→ **WORK ORDER**
Only the lines from the one containing "单条 prompt 调用：与取消令牌、超时竞争，先到者决定结果" through the end of the data belong in the answer; reproduce them exactly.

→ **Stored data**

=== Section Start ===

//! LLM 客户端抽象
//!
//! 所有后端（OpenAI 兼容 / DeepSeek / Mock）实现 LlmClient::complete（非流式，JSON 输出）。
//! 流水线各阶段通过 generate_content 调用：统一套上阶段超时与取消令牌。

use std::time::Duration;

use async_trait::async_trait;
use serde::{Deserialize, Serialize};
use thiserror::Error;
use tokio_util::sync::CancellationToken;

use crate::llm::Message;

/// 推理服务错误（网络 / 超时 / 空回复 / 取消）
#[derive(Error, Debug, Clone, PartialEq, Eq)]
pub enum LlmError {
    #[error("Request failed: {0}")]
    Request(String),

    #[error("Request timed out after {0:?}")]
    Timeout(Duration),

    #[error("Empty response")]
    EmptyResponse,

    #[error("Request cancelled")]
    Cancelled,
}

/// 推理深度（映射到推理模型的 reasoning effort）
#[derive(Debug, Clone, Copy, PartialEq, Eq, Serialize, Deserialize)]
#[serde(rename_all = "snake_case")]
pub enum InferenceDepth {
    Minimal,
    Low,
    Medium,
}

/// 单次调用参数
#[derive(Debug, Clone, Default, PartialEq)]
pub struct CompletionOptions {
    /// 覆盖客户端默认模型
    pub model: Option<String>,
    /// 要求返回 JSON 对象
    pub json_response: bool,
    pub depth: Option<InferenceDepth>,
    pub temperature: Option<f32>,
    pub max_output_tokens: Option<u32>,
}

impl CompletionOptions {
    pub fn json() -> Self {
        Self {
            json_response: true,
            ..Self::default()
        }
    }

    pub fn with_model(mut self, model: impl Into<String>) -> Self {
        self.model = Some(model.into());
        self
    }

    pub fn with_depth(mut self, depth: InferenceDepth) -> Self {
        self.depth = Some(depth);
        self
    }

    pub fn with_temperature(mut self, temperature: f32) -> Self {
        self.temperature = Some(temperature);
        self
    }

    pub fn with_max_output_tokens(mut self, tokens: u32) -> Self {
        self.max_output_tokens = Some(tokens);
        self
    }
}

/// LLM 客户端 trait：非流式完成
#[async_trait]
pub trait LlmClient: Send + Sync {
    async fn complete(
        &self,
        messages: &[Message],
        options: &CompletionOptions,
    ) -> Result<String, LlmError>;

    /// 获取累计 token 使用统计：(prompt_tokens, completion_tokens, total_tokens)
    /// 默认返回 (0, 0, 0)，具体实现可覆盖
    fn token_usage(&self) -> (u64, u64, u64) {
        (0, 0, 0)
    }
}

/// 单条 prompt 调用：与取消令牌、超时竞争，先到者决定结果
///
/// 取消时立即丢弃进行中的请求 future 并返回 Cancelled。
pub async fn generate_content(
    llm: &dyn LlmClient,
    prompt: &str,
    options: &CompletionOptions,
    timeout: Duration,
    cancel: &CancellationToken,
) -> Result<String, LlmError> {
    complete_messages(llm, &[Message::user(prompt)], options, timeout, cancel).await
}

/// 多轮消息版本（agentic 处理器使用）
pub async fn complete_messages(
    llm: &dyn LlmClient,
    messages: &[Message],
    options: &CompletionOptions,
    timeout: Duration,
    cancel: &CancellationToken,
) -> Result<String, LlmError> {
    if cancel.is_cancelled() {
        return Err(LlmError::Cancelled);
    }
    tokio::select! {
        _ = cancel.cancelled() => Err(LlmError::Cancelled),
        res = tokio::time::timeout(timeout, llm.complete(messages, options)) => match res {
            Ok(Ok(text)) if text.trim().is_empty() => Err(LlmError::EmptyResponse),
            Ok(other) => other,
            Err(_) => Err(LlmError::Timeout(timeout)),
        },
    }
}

=== Section End ===

→ **RESULT OF THE EXERCISE**
/// 单条 prompt 调用：与取消令牌、超时竞争，先到者决定结果
///
/// 取消时立即丢弃进行中的请求 future 并返回 Cancelled。
pub async fn generate_content(
    llm: &dyn LlmClient,
    prompt: &str,
    options: &CompletionOptions,
    timeout: Duration,
    cancel: &CancellationToken,
) -> Result<String, LlmError> {
    complete_messages(llm, &[Message::user(prompt)], options, timeout, cancel).await
}

/// 多轮消息版本（agentic 处理器使用）
pub async fn complete_messages(
    llm: &dyn LlmClient,
    messages: &[Message],
    options: &CompletionOptions,
    timeout: Duration,
    cancel: &CancellationToken,
) -> Result<String, LlmError> {
    if cancel.is_cancelled() {
        return Err(LlmError::Cancelled);
    }
    tokio::select! {
        _ = cancel.cancelled() => Err(LlmError::Cancelled),
        res = tokio::time::timeout(timeout, llm.complete(messages, options)) => match res {
            Ok(Ok(text)) if text.trim().is_empty() => Err(LlmError::EmptyResponse),
            Ok(other) => other,
            Err(_) => Err(LlmError::Timeout(timeout)),
        },
    }
}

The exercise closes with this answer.